Ein Spitzengenosse beschwichtigt, er habe das Ergebnis erwartet. „Die Partei ist in Aufruhr. Die Aufregung um die Große Koalition hat sich nicht gelegt“, sagt er. Das Ergebnis sei ähnlich wie die Abstimmung über den Koalitionsvertrag.

Die Hoffnung, dass vom Bundesparteitag ein Aufbruchssignal ausgehen könne, erfüllte sich am Sonntag nicht. In Wiesbaden wollte die SPD ihre monatelangen internen Kämpfe endlich hinter sich lassen und die Erneuerung auch personell einleiten. Nun geht die neue Parteivorsitzende Nahles gleich mit einem schweren Mühlstein um den Hals an ihre neue Aufgabe. Nahles muss eine völlig zerrissene Partei erneuern. Gelingt ihr das nicht, droht die SPD zu zerfallen.

Unterschätzt hat Nahles das ungewöhnliche Duell mit Lange nicht. Im Vorfeld des Parteitags erzählte sie, diese Parteitagsrede sei die komplizierteste ihres Lebens. „Man kann eine Partei in der Regierung erneuern.
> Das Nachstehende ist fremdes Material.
//! Fixed term lists used by the rule extractors.
//!
//! Every entry is already in [`normalize_for_match`](crate::text::normalize_for_match)
//! form, so lookups compare folded text against these directly.

/// Labels introducing a billing address.
pub const ADDRESS_LABELS: &[&str] = &["endereco de cobranca", "endereco", "cobranca"];

/// Street-type words that mark an address line.
pub const ADDRESS_KEYWORDS: &[&str] = &[
    "rua",
    "avenida",
    "av ",
    "av.",
    "alameda",
    "travessa",
    "rodovia",
    "estrada",
    "praca",
    "logradouro",
    "lote",
    "quadra",
];

/// Terms that can follow an address label but are never an address.
pub const ADDRESS_BLACKLIST: &[&str] = &[
    "vencimento",
    "valor",
    "nosso numero",
    "numero do documento",
    "cpf",
    "cnpj",
    "agencia",
    "carteira",
    "local de pagamento",
];

/// Labels introducing the payee (who receives the payment).
pub const PAYEE_LABELS: &[&str] = &["cedente", "beneficiario", "favorecido", "recebedor"];

/// Labels introducing the payer block.
pub const PAYER_LABELS: &[&str] = &["sacado", "pagador", "cliente"];

/// Administrative terms that disqualify a candidate name.
pub const NAME_BLACKLIST: &[&str] = &[
    "autenticacao mecanica",
    "beneficiario",
    "data do documento",
    "nosso numero",
    "local de pagamento",
    "numero do documento",
    "recibo do pagador",
    "agencia",
    "banco",
    "carteira",
    "vencimento",
    "valor",
    "pagamento",
    "sacado",
    "pagador",
    "cliente",
    "cpf",
    "cnpj",
    "i.e.",
    "ie:",
    "inscricao estadual",
];

/// Anchor near which the payee's own registration number is printed.
pub const PAYEE_REGISTRATION_ANCHORS: &[&str] = &["cnpj matriz", "cnpj do beneficiario", "cnpj/cpf do beneficiario"];

/// Payee names accepted as a last resort.
pub const KNOWN_PAYEES: &[&str] = &[
    "Telefonica Brasil S.A",
    "Ibagy Imoveis Ltda",
    "Nick Cont Servicos Contabeis Ltda",
    "FJR Telecom",
    "Obvious Fibra",
];

/// Keywords that mark an instruction line.
pub const INSTRUCTION_KEYWORDS: &[&str] = &[
    "instrucao",
    "instrucoes",
    "juros",
    "multa",
    "protesto",
    "apos",
    "nao receber",
    "nao aceitar",
];

/// Words that put a money-shaped token in amount context.
pub const AMOUNT_CONTEXT_TERMS: &[&str] = &["valor", "total", "a pagar", "pagar", "documento"];

/// Administrative phrases never accepted as a keyword value.
pub const NOISE_STOP_PHRASES: &[&str] = &[
    "nosso numero",
    "numero do documento",
    "vencimento",
    "data de vencimento",
    "data do documento",
    "data de emissao",
    "valor",
    "valor do documento",
    "valor cobrado",
    "beneficiario",
    "cedente",
    "pagador",
    "sacado",
    "cpf",
    "cnpj",
    "cpf/cnpj",
    "agencia",
    "agencia/codigo do beneficiario",
    "carteira",
    "especie",
    "especie doc",
    "aceite",
    "local de pagamento",
    "instrucoes",
    "autenticacao mecanica",
    "recibo do pagador",
    "codigo de barras",
    "linha digitavel",
];

/// Labels introducing a date of birth.
pub const BIRTH_DATE_LABELS: &[&str] = &["data de nascimento", "nascimento", "nascido em", "nascida em", "d.n."];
Diesen Beweis will ich ab morgen antreten“, sagt Nahles zu Beginn ihrer Rede.

Nahles, der oft vorgeworfen wurde, zu schrill und zu laut zu sein, macht gleich klar, dass sie sich vor ihren Parteifreunden nicht verstellen wird. „Wir wählen heute eine Vorsitzende“, sagt sie in ihrer typischen Art mit langer Betonung auf dem „e“. Sie will auch dem letzten Delegierten deutlich machen, dass erstmals zwei Frauen um den Vorsitz kandidieren.

Während für viele Außenstehende diese „Bätschi-Sprache“ befremdlich wirkt, kommt ihre Authentizität in der SPD an. Auf dem vergangenen Parteitag hat Nahles mit einer Wutrede wahrscheinlich im Alleingang die Mehrheit für den Koalitionsvertrag gerettet.
Nahles wusste, dass sie von vielen Genossen, die sich nach Erneuerung sehnen, als Verkörperung des Partei-Establishments gesehen wird. Nahles war in der SPD schon fast alles: Juso-Vorsitzende, Generalsekretärin, Parteivize, Arbeitsministerin. „Ich bin nicht neu“, sagt sie. Sie versucht auf andere Weise, ihre Wahl als Aufbruchssignal zu verkaufen.